CoStar News | November 26, 2022 | 8:03am
The eight U.S. cities chosen to host Final Four games of college basketball’s men’s and women’s championship tournaments starting in 2027 will be looking to turn March Madness into big spending by visitors at local bars and restaurants, stores, hotels and other venues.
Division I committees for the National Collegiate Athletic Association this week announced that games featuring the men’s Final Four teams will take place in 2027 at Ford Field in Detroit, in 2028 at Allegiant Stadium in Las Vegas, in 2029 at Lucas Oil Stadium in Indianapolis and in 2030 at AT&T Stadium in Arlington, Texas.
The women’s Final Four will compete in 2027 at Nationwide Arena in Columbus, Ohio; in 2028 at Gainbridge Fieldhouse in Indianapolis; in 2029 at Alamodome in San Antonio, Texas; in 2030 at Moda Center in Portland, Oregon; and in 2031 at American Airlines Center in Dallas.
Many cities see the nationally televised basketball events as a tourism showcase as well as a source of regional pride that could also encourage future business development. When Dallas hosted the NCAA women’s Final Four in 2017, that city’s Sports Commission estimated the regional economic impact at $30 million, including money spent at hotels, restaurants and entertainment venues.
Similar agencies in other cities estimated that this year’s NCAA tournament hosting stints, including those that took place in stages prior to the Final Four games, generated around $10 million in San Diego, $10.5 million in Pittsburgh and $6.5 million in Milwaukee. The latest hosting gigs are further payoff for cities including Las Vegas and Dallas, which have seen significant development of new sports facilities in the past decade that have attracted a series of high-profile events.
“Our region and its commitment to invest in the future gives us incredible assets to provide great experiences and create a lasting impact with the Final Four,” Dallas Cowboys owner Jerry Jones said in a Nov. 22 statement from AT&T Stadium, developed by Jones at a reported cost of $1.3 billion.

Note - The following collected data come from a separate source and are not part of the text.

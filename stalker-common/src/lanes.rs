//! Lane inference from a completed match's result and timeline.
//!
//! The vendor does not report which lane a participant actually played;
//! it is reconstructed per team from smite possession, minion counts and
//! the minute-1 through minute-6 frame positions.

use std::collections::HashMap;

use serde::Serialize;

use crate::types::{MatchResult, MatchTimeline, Participant};

/// The summoner spell only junglers take.
pub const SMITE_SPELL_ID: i64 = 11;

/// Substitute for a participant missing from a frame.
const OFF_MAP: (i64, i64) = (-120, -120);

#[derive(Debug, Clone, Copy, PartialEq, Eq, Hash, Serialize)]
#[serde(rename_all = "UPPERCASE")]
pub enum Lane {
    Top,
    Jungle,
    Mid,
    Bottom,
    Support,
}

impl Lane {
    pub const ALL: [Lane; 5] = [Lane::Top, Lane::Jungle, Lane::Mid, Lane::Bottom, Lane::Support];

    pub fn as_str(&self) -> &'static str {
        match self {
            Lane::Top => "TOP",
            Lane::Jungle => "JUNGLE",
            Lane::Mid => "MID",
            Lane::Bottom => "BOTTOM",
            Lane::Support => "SUPPORT",
        }
    }
}

/// The half-plane boundaries of the map the matches are played on.
/// Fixed inputs to the inference, not tunables.
#[derive(Debug, Clone, Copy)]
pub struct MapGeometry {
    pub lane_band_min: i64,
    pub lane_band_max: i64,
    pub top_diagonal_offset: i64,
    pub bottom_diagonal_offset: i64,
}

impl Default for MapGeometry {
    fn default() -> Self {
        Self {
            lane_band_min: 4880,
            lane_band_max: 9880,
            top_diagonal_offset: 3000,
            bottom_diagonal_offset: -5000,
        }
    }
}

impl MapGeometry {
    fn is_topside(&self, x: i64, y: i64) -> bool {
        y >= self.lane_band_min && x <= self.lane_band_max && y >= x + self.top_diagonal_offset
    }

    fn is_bottomside(&self, x: i64, y: i64) -> bool {
        y <= self.lane_band_max && x >= self.lane_band_min && y <= x + self.bottom_diagonal_offset
    }
}

/// First element attaining the maximum, so equal scores resolve to the
/// earlier participant in team order.
fn first_max_by<'a, K: PartialOrd, F: Fn(&Participant) -> K>(
    candidates: &[&'a Participant],
    key: F,
) -> &'a Participant {
    let mut best = candidates[0];
    let mut best_key = key(best);
    for candidate in &candidates[1..] {
        let candidate_key = key(candidate);
        if candidate_key > best_key {
            best = candidate;
            best_key = candidate_key;
        }
    }
    best
}

fn first_min_by<'a, K: PartialOrd, F: Fn(&Participant) -> K>(
    candidates: &[&'a Participant],
    key: F,
) -> &'a Participant {
    let mut best = candidates[0];
    let mut best_key = key(best);
    for candidate in &candidates[1..] {
        let candidate_key = key(candidate);
        if candidate_key < best_key {
            best = candidate;
            best_key = candidate_key;
        }
    }
    best
}

/// Assign each of the ten participants a lane; the returned map is keyed
/// by champion id. Both teams get all five lanes exactly once.
pub fn champion_lane_mapping(
    result: &MatchResult,
    timeline: &MatchTimeline,
    geometry: &MapGeometry,
) -> HashMap<i64, Lane> {
    let mut mapping = HashMap::with_capacity(10);

    for team_id in [100, 200] {
        let mut remaining: Vec<&Participant> = result
            .participants
            .iter()
            .filter(|p| p.team_id == team_id)
            .collect();
        if remaining.len() < 5 {
            // Malformed result; a team short of players cannot be laned.
            continue;
        }

        // Minute-1 through minute-6 positions per participant.
        let mut positions: HashMap<i64, Vec<(i64, i64)>> = HashMap::new();
        let upper = timeline.frames.len().min(7);
        for frame in timeline.frames.iter().take(upper).skip(1) {
            for (participant_key, participant_frame) in &frame.participant_frames {
                let Ok(participant_id) = participant_key.parse::<i64>() else {
                    continue;
                };
                if !remaining.iter().any(|p| p.participant_id == participant_id) {
                    continue;
                }
                let at = participant_frame
                    .position
                    .map_or(OFF_MAP, |pos| (pos.x, pos.y));
                positions.entry(participant_id).or_default().push(at);
            }
        }
        let frames_in = |participant: &Participant, test: &dyn Fn(i64, i64) -> bool| {
            positions
                .get(&participant.participant_id)
                .map_or(0, |spots| spots.iter().filter(|(x, y)| test(*x, *y)).count())
        };

        // Jungle: smite carriers first, the whole team as fallback, most
        // jungle minions wins.
        let with_smite: Vec<&Participant> = remaining
            .iter()
            .copied()
            .filter(|p| p.spell1_id == SMITE_SPELL_ID || p.spell2_id == SMITE_SPELL_ID)
            .collect();
        let jungle_candidates = if with_smite.is_empty() {
            remaining.clone()
        } else {
            with_smite
        };
        let jungle = first_max_by(&jungle_candidates, |p| p.stats.neutral_minions_killed);
        remaining.retain(|p| p.participant_id != jungle.participant_id);

        // Support: fewest lane minions of the remaining four.
        let support = first_min_by(&remaining, |p| p.stats.total_minions_killed);
        let support_id = support.participant_id;
        let support_champion = support.champion_id;
        remaining.retain(|p| p.participant_id != support_id);

        // Top: most early frames on the top side of the map.
        let top = first_max_by(&remaining, |p| frames_in(p, &|x, y| geometry.is_topside(x, y)));
        let top_id = top.participant_id;
        let top_champion = top.champion_id;
        remaining.retain(|p| p.participant_id != top_id);

        // Bottom: most early frames on the bottom side; mid is whoever is left.
        let bottom = first_max_by(&remaining, |p| {
            frames_in(p, &|x, y| geometry.is_bottomside(x, y))
        });
        let bottom_id = bottom.participant_id;
        let bottom_champion = bottom.champion_id;
        let mid = remaining
            .iter()
            .find(|p| p.participant_id != bottom_id)
            .expect("two candidates remain when picking bottom");

        mapping.insert(top_champion, Lane::Top);
        mapping.insert(jungle.champion_id, Lane::Jungle);
        mapping.insert(mid.champion_id, Lane::Mid);
        mapping.insert(bottom_champion, Lane::Bottom);
        mapping.insert(support_champion, Lane::Support);
    }

    mapping
}

#[cfg(test)]
mod tests {
    use super::*;
    use serde_json::json;

    /// Build a ten-participant match; `f` tweaks each participant value.
    fn result_with(f: impl Fn(i64, &mut serde_json::Value)) -> MatchResult {
        let participants: Vec<_> = (1..=10)
            .map(|id| {
                let mut p = json!({
                    "participantId": id,
                    "teamId": if id <= 5 { 100 } else { 200 },
                    "championId": id * 10,
                    "spell1Id": 4,
                    "spell2Id": 12,
                    "stats": {"neutralMinionsKilled": 5, "totalMinionsKilled": 100},
                });
                f(id, &mut p);
                p
            })
            .collect();
        serde_json::from_value(json!({
            "gameId": 1,
            "gameVersion": "8.24.1",
            "gameDuration": 1900,
            "platformId": "EUW1",
            "participants": participants,
        }))
        .unwrap()
    }

    /// Frames 1..=6 with fixed positions per participant.
    fn timeline_with(position_of: impl Fn(i64) -> (i64, i64)) -> MatchTimeline {
        let frames: Vec<_> = (0..7)
            .map(|minute| {
                let frames: serde_json::Map<String, serde_json::Value> = (1..=10)
                    .map(|id: i64| {
                        let (x, y) = position_of(id);
                        (id.to_string(), json!({"position": {"x": x, "y": y}}))
                    })
                    .collect();
                json!({
                    "participantFrames": frames,
                    "events": [],
                    "timestamp": minute * 60_000,
                })
            })
            .collect();
        serde_json::from_value(json!({ "frames": frames })).unwrap()
    }

    /// Positions that make participant ids 1..5 map to top, jungle, mid,
    /// bottom, support per team (and 6..10 likewise).
    fn standard_positions(id: i64) -> (i64, i64) {
        match (id - 1) % 5 {
            0 => (2000, 10_000), // top side
            1 => (7000, 7200),   // jungle, neither half-plane
            2 => (7000, 7400),   // mid, neither half-plane
            3 => (10_000, 2000), // bottom side
            _ => (10_100, 2100), // support roams bottom too
        }
    }

    fn standard_result() -> MatchResult {
        result_with(|id, p| {
            match (id - 1) % 5 {
                1 => {
                    // Jungler carries smite and the jungle farm.
                    p["spell2Id"] = json!(SMITE_SPELL_ID);
                    p["stats"]["neutralMinionsKilled"] = json!(120);
                }
                4 => {
                    p["stats"]["totalMinionsKilled"] = json!(20);
                }
                _ => {}
            }
        })
    }

    #[test]
    fn assigns_five_distinct_lanes_per_team() {
        let mapping = champion_lane_mapping(
            &standard_result(),
            &timeline_with(standard_positions),
            &MapGeometry::default(),
        );

        assert_eq!(mapping.len(), 10);
        for team_champions in [[10, 20, 30, 40, 50], [60, 70, 80, 90, 100]] {
            let mut lanes: Vec<Lane> = team_champions
                .iter()
                .map(|champion| mapping[champion])
                .collect();
            lanes.sort_by_key(|lane| lane.as_str());
            let mut expected = Lane::ALL.to_vec();
            expected.sort_by_key(|lane| lane.as_str());
            assert_eq!(lanes, expected);
        }
        assert_eq!(mapping[&10], Lane::Top);
        assert_eq!(mapping[&20], Lane::Jungle);
        assert_eq!(mapping[&30], Lane::Mid);
        assert_eq!(mapping[&40], Lane::Bottom);
        assert_eq!(mapping[&50], Lane::Support);
    }

    #[test]
    fn smite_wins_jungle_regardless_of_position() {
        // Exactly one participant per team carries smite and the jungle
        // farm, but stands in the top lane all game.
        let result = result_with(|id, p| {
            if (id - 1) % 5 == 0 {
                p["spell1Id"] = json!(4);
                p["spell2Id"] = json!(SMITE_SPELL_ID);
                p["stats"]["neutralMinionsKilled"] = json!(75);
            } else {
                p["stats"]["neutralMinionsKilled"] = json!(8);
            }
        });
        let mapping = champion_lane_mapping(
            &result,
            &timeline_with(|_| (2000, 10_000)),
            &MapGeometry::default(),
        );
        assert_eq!(mapping[&10], Lane::Jungle);
        assert_eq!(mapping[&60], Lane::Jungle);
    }

    #[test]
    fn no_smite_falls_back_to_jungle_farm() {
        let result = result_with(|id, p| {
            if (id - 1) % 5 == 2 {
                p["stats"]["neutralMinionsKilled"] = json!(90);
            }
        });
        let mapping = champion_lane_mapping(
            &result,
            &timeline_with(standard_positions),
            &MapGeometry::default(),
        );
        assert_eq!(mapping[&30], Lane::Jungle);
    }

    #[test]
    fn missing_positions_default_off_map() {
        // A timeline with no position data at all still yields a full,
        // distinct assignment.
        let frames: Vec<_> = (0..7)
            .map(|minute| {
                let frames: serde_json::Map<String, serde_json::Value> =
                    (1..=10).map(|id: i64| (id.to_string(), json!({}))).collect();
                json!({"participantFrames": frames, "events": [], "timestamp": minute * 60_000})
            })
            .collect();
        let timeline: MatchTimeline = serde_json::from_value(json!({ "frames": frames })).unwrap();

        let mapping =
            champion_lane_mapping(&standard_result(), &timeline, &MapGeometry::default());
        assert_eq!(mapping.len(), 10);
    }

    #[test]
    fn geometry_matches_the_map_halves() {
        let geometry = MapGeometry::default();
        assert!(geometry.is_topside(1000, 10_000));
        assert!(!geometry.is_topside(9000, 9000));
        assert!(geometry.is_bottomside(10_000, 2000));
        assert!(!geometry.is_bottomside(7000, 7000));
    }
}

Jobless Claims Edge Higher
Initial claims for unemployment insurance rose 17,000 from the prior week to 240,000 for the week ended Nov. 19, the Labor Department reported Wednesday. The four-week moving average was 226,750, marking an increase of 5,500 from the prior week in a climate where claims remain low by historical standards, with the unemployment rate at 3.7% as of October.
Continued claims in all unemployment programs, tracked on a more delayed basis, totaled approximately 1.3 million of the week ended Nov. 5, down 35,091 from the previous week and staying well below the approximately 2.3 million claims for the comparable week of 2021.
Cumulative data shows initial claims have been edging up since hitting a low of 166,000 in March but remain close to weekly averages seen before the pandemic in 2019. Analysts have noted that while claims have been rising, they have not yet jumped considerably as a result of a series of recent high-profile layoffs at large companies, especially big technology firms.
Mortgage Applications Rise Again
The volume of U.S. mortgage applications rose for a second straight week for the period ended Nov. 18, aided by a tick-down in lending rates that remain considerably higher than a year ago, the Mortgage Bankers Association reported Wednesday.
Applications overall rose 2.2% from the prior week. Purchase applications increased 3% from the previous week but were down 41% from a year earlier, while refinance applications were up 2% for the week but declined 86% for the year, the trade group reported.
“The 30-year, fixed-rate mortgage fell for the second week in a row to 6.67% and is now down almost 50 basis points from the recent peak of 7.16% one month ago,” Joel Kan, the trade group’s deputy chief economist, said in a statement. “The decrease in mortgage rates should improve the purchasing power of prospective homebuyers, who have been largely sidelined as mortgage rates have more than doubled in the past year.”
Other analysts note those prospective buyers include renters who have remained in the apartment pool while waiting for prices and interest rates to come down, keeping demand for multifamily properties high in many regions.